··· EXTRACTED RECORDS ···

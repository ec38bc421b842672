//! The connected-wallet session and its event subscription.

use std::sync::Arc;

use ptp_common::{short_address, Address, EthAmount};
use serde::Serialize;
use tokio::{
    sync::{broadcast::error::RecvError, watch, Mutex},
    task::JoinHandle,
};
use tracing::{debug, info, warn};

use crate::{
    error::WalletError,
    provider::{ProviderEvent, WalletProvider},
};

/// Point-in-time view of the session.
#[derive(Clone, Debug, Default, PartialEq, Eq, Serialize)]
#[serde(rename_all = "camelCase")]
pub struct WalletSnapshot {
    pub address: Option<Address>,
    pub balance: Option<EthAmount>,
    pub chain_id: Option<u64>,
}

impl WalletSnapshot {
    pub fn is_connected(&self) -> bool {
        self.address.is_some()
    }

    /// `0x1234...abcd` form of the connected address.
    pub fn short_address(&self) -> Option<String> {
        self.address.as_ref().map(short_address)
    }
}

pub struct WalletSession {
    provider: Option<Arc<dyn WalletProvider>>,
    snapshot: WalletSnapshot,
    updates: watch::Sender<WalletSnapshot>,
}

impl WalletSession {
    pub fn new(provider: Arc<dyn WalletProvider>) -> Self {
        Self::with_provider(Some(provider))
    }

    /// A session with nothing to connect to; `connect` fails with
    /// [`WalletError::ProviderUnavailable`].
    pub fn without_provider() -> Self {
        Self::with_provider(None)
    }

    fn with_provider(provider: Option<Arc<dyn WalletProvider>>) -> Self {
        let (updates, _) = watch::channel(WalletSnapshot::default());
        Self {
            provider,
            snapshot: WalletSnapshot::default(),
            updates,
        }
    }

    pub fn snapshot(&self) -> WalletSnapshot {
        self.snapshot.clone()
    }

    pub fn address(&self) -> Option<Address> {
        self.snapshot.address
    }

    pub fn balance(&self) -> Option<EthAmount> {
        self.snapshot.balance
    }

    /// Receiver that observes every snapshot change.
    pub fn updates(&self) -> watch::Receiver<WalletSnapshot> {
        self.updates.subscribe()
    }

    fn provider(&self) -> Result<Arc<dyn WalletProvider>, WalletError> {
        self.provider.clone().ok_or(WalletError::ProviderUnavailable)
    }

    fn publish(&self) {
        self.updates.send_replace(self.snapshot.clone());
    }

    /// Request account access and load the first account's balance.
    ///
    /// On error the session is left as it was.
    pub async fn connect(&mut self) -> Result<WalletSnapshot, WalletError> {
        let provider = self.provider()?;

        let accounts = provider.request_accounts().await.map_err(|err| {
            warn!(error = %err, "wallet connection refused");
            err
        })?;
        let address = *accounts.first().ok_or(WalletError::NoAccounts)?;
        let balance = EthAmount::from_wei(provider.balance_of(address).await?);
        let chain_id = provider.chain_id().await?;

        self.snapshot = WalletSnapshot {
            address: Some(address),
            balance: Some(balance),
            chain_id: Some(chain_id),
        };
        self.publish();
        info!(
            address = %short_address(&address),
            balance = %balance,
            chain_id,
            "wallet connected"
        );
        Ok(self.snapshot())
    }

    /// Query the balance of `address` in ETH. The session balance is updated
    /// only when `address` is the connected account.
    pub async fn refresh_balance(&mut self, address: Address) -> Result<EthAmount, WalletError> {
        let provider = self.provider()?;
        let balance = EthAmount::from_wei(provider.balance_of(address).await?);

        if self.snapshot.address == Some(address) {
            self.snapshot.balance = Some(balance);
            self.publish();
            debug!(address = %short_address(&address), balance = %balance, "balance refreshed");
        }
        Ok(balance)
    }

    pub fn disconnect(&mut self) {
        if self.snapshot.address.take().is_some() {
            info!("wallet disconnected");
        }
        self.snapshot.balance = None;
        self.publish();
    }

    /// Apply a provider notification.
    pub async fn handle_event(&mut self, event: ProviderEvent) -> Result<WalletSnapshot, WalletError> {
        match event {
            ProviderEvent::AccountsChanged(accounts) => match accounts.first().copied() {
                None => self.disconnect(),
                Some(address) => {
                    if self.snapshot.address != Some(address) {
                        debug!(address = %short_address(&address), "active account changed");
                        self.snapshot.address = Some(address);
                        self.snapshot.balance = None;
                        self.publish();
                    }
                    self.refresh_balance(address).await?;
                }
            },
            ProviderEvent::ChainChanged(chain_id) => {
                debug!(chain_id, "network changed");
                self.snapshot.chain_id = Some(chain_id);
                self.publish();
                if let Some(address) = self.snapshot.address {
                    self.refresh_balance(address).await?;
                }
            }
        }
        Ok(self.snapshot())
    }

    /// Start applying provider events to `session` in a background task.
    ///
    /// Events keep flowing until the returned handle is unsubscribed or
    /// dropped.
    pub async fn watch(session: Arc<Mutex<WalletSession>>) -> Result<WatchHandle, WalletError> {
        let (mut events, updates) = {
            let guard = session.lock().await;
            (guard.provider()?.subscribe(), guard.updates())
        };

        let task = tokio::spawn(async move {
            loop {
                match events.recv().await {
                    Ok(event) => {
                        let mut guard = session.lock().await;
                        if let Err(err) = guard.handle_event(event).await {
                            warn!(error = %err, "failed to apply wallet event");
                        }
                    }
                    Err(RecvError::Lagged(skipped)) => {
                        warn!(skipped, "wallet event stream lagged");
                    }
                    Err(RecvError::Closed) => {
                        debug!("wallet event stream closed");
                        break;
                    }
                }
            }
        });

        Ok(WatchHandle { task, updates })
    }
}

/// Live subscription created by [`WalletSession::watch`]. Dropping it
/// unsubscribes.
pub struct WatchHandle {
    task: JoinHandle<()>,
    updates: watch::Receiver<WalletSnapshot>,
}

impl WatchHandle {
    pub fn updates(&self) -> watch::Receiver<WalletSnapshot> {
        self.updates.clone()
    }

    pub fn is_active(&self) -> bool {
        !self.task.is_finished()
    }

    pub fn unsubscribe(self) {
        self.task.abort();
    }
}

impl Drop for WatchHandle {
    fn drop(&mut self) {
        self.task.abort();
    }
}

···

### WORK TASK
Repeat every record, exactly as written.

### ANSWER TO THIS PROBLEM
repository ec38bc421b842672
//! The connected-wallet session and its event subscription.

use std::sync::Arc;

use ptp_common::{short_address, Address, EthAmount};
use serde::Serialize;
use tokio::{
    sync::{broadcast::error::RecvError, watch, Mutex},
    task::JoinHandle,
};
use tracing::{debug, info, warn};

use crate::{
    error::WalletError,
    provider::{ProviderEvent, WalletProvider},
};

/// Point-in-time view of the session.
#[derive(Clone, Debug, Default, PartialEq, Eq, Serialize)]
#[serde(rename_all = "camelCase")]
pub struct WalletSnapshot {
    pub address: Option<Address>,
    pub balance: Option<EthAmount>,
    pub chain_id: Option<u64>,
}

impl WalletSnapshot {
    pub fn is_connected(&self) -> bool {
        self.address.is_some()
    }

    /// `0x1234...abcd` form of the connected address.
    pub fn short_address(&self) -> Option<String> {
        self.address.as_ref().map(short_address)
    }
}

pub struct WalletSession {
    provider: Option<Arc<dyn WalletProvider>>,
    snapshot: WalletSnapshot,
    updates: watch::Sender<WalletSnapshot>,
}

impl WalletSession {
    pub fn new(provider: Arc<dyn WalletProvider>) -> Self {
        Self::with_provider(Some(provider))
    }

    /// A session with nothing to connect to; `connect` fails with
    /// [`WalletError::ProviderUnavailable`].
    pub fn without_provider() -> Self {
        Self::with_provider(None)
    }

    fn with_provider(provider: Option<Arc<dyn WalletProvider>>) -> Self {
        let (updates, _) = watch::channel(WalletSnapshot::default());
        Self {
            provider,
            snapshot: WalletSnapshot::default(),
            updates,
        }
    }

    pub fn snapshot(&self) -> WalletSnapshot {
        self.snapshot.clone()
    }

    pub fn address(&self) -> Option<Address> {
        self.snapshot.address
    }

    pub fn balance(&self) -> Option<EthAmount> {
        self.snapshot.balance
    }

    /// Receiver that observes every snapshot change.
    pub fn updates(&self) -> watch::Receiver<WalletSnapshot> {
        self.updates.subscribe()
    }

    fn provider(&self) -> Result<Arc<dyn WalletProvider>, WalletError> {
        self.provider.clone().ok_or(WalletError::ProviderUnavailable)
    }

    fn publish(&self) {
        self.updates.send_replace(self.snapshot.clone());
    }

    /// Request account access and load the first account's balance.
    ///
    /// On error the session is left as it was.
    pub async fn connect(&mut self) -> Result<WalletSnapshot, WalletError> {
        let provider = self.provider()?;

        let accounts = provider.request_accounts().await.map_err(|err| {
            warn!(error = %err, "wallet connection refused");
            err
        })?;
        let address = *accounts.first().ok_or(WalletError::NoAccounts)?;
        let balance = EthAmount::from_wei(provider.balance_of(address).await?);
        let chain_id = provider.chain_id().await?;

        self.snapshot = WalletSnapshot {
            address: Some(address),
            balance: Some(balance),
            chain_id: Some(chain_id),
        };
        self.publish();
        info!(
            address = %short_address(&address),
            balance = %balance,
            chain_id,
            "wallet connected"
        );
        Ok(self.snapshot())
    }

    /// Query the balance of `address` in ETH. The session balance is updated
    /// only when `address` is the connected account.
    pub async fn refresh_balance(&mut self, address: Address) -> Result<EthAmount, WalletError> {
        let provider = self.provider()?;
        let balance = EthAmount::from_wei(provider.balance_of(address).await?);

        if self.snapshot.address == Some(address) {
            self.snapshot.balance = Some(balance);
            self.publish();
            debug!(address = %short_address(&address), balance = %balance, "balance refreshed");
        }
        Ok(balance)
    }

    pub fn disconnect(&mut self) {
        if self.snapshot.address.take().is_some() {
            info!("wallet disconnected");
        }
        self.snapshot.balance = None;
        self.publish();
    }

    /// Apply a provider notification.
    pub async fn handle_event(&mut self, event: ProviderEvent) -> Result<WalletSnapshot, WalletError> {
        match event {
            ProviderEvent::AccountsChanged(accounts) => match accounts.first().copied() {
                None => self.disconnect(),
                Some(address) => {
                    if self.snapshot.address != Some(address) {
                        debug!(address = %short_address(&address), "active account changed");
                        self.snapshot.address = Some(address);
                        self.snapshot.balance = None;
                        self.publish();
                    }
                    self.refresh_balance(address).await?;
                }
            },
            ProviderEvent::ChainChanged(chain_id) => {
                debug!(chain_id, "network changed");
                self.snapshot.chain_id = Some(chain_id);
                self.publish();
                if let Some(address) = self.snapshot.address {
                    self.refresh_balance(address).await?;
                }
            }
        }
        Ok(self.snapshot())
    }

    /// Start applying provider events to `session` in a background task.
    ///
    /// Events keep flowing until the returned handle is unsubscribed or
    /// dropped.
    pub async fn watch(session: Arc<Mutex<WalletSession>>) -> Result<WatchHandle, WalletError> {
        let (mut events, updates) = {
            let guard = session.lock().await;
            (guard.provider()?.subscribe(), guard.updates())
        };

        let task = tokio::spawn(async move {
            loop {
                match events.recv().await {
                    Ok(event) => {
                        let mut guard = session.lock().await;
                        if let Err(err) = guard.handle_event(event).await {
                            warn!(error = %err, "failed to apply wallet event");
                        }
                    }
                    Err(RecvError::Lagged(skipped)) => {
                        warn!(skipped, "wallet event stream lagged");
                    }
                    Err(RecvError::Closed) => {
                        debug!("wallet event stream closed");
                        break;
                    }
                }
            }
        });

        Ok(WatchHandle { task, updates })
    }
}

/// Live subscription created by [`WalletSession::watch`]. Dropping it
/// unsubscribes.
pub struct WatchHandle {
    task: JoinHandle<()>,
    updates: watch::Receiver<WalletSnapshot>,
}

impl WatchHandle {
    pub fn updates(&self) -> watch::Receiver<WalletSnapshot> {
        self.updates.clone()
    }

    pub fn is_active(&self) -> bool {
        !self.task.is_finished()
    }

    pub fn unsubscribe(self) {
        self.task.abort();
    }
}

impl Drop for WatchHandle {
    fn drop(&mut self) {
        self.task.abort();
    }
}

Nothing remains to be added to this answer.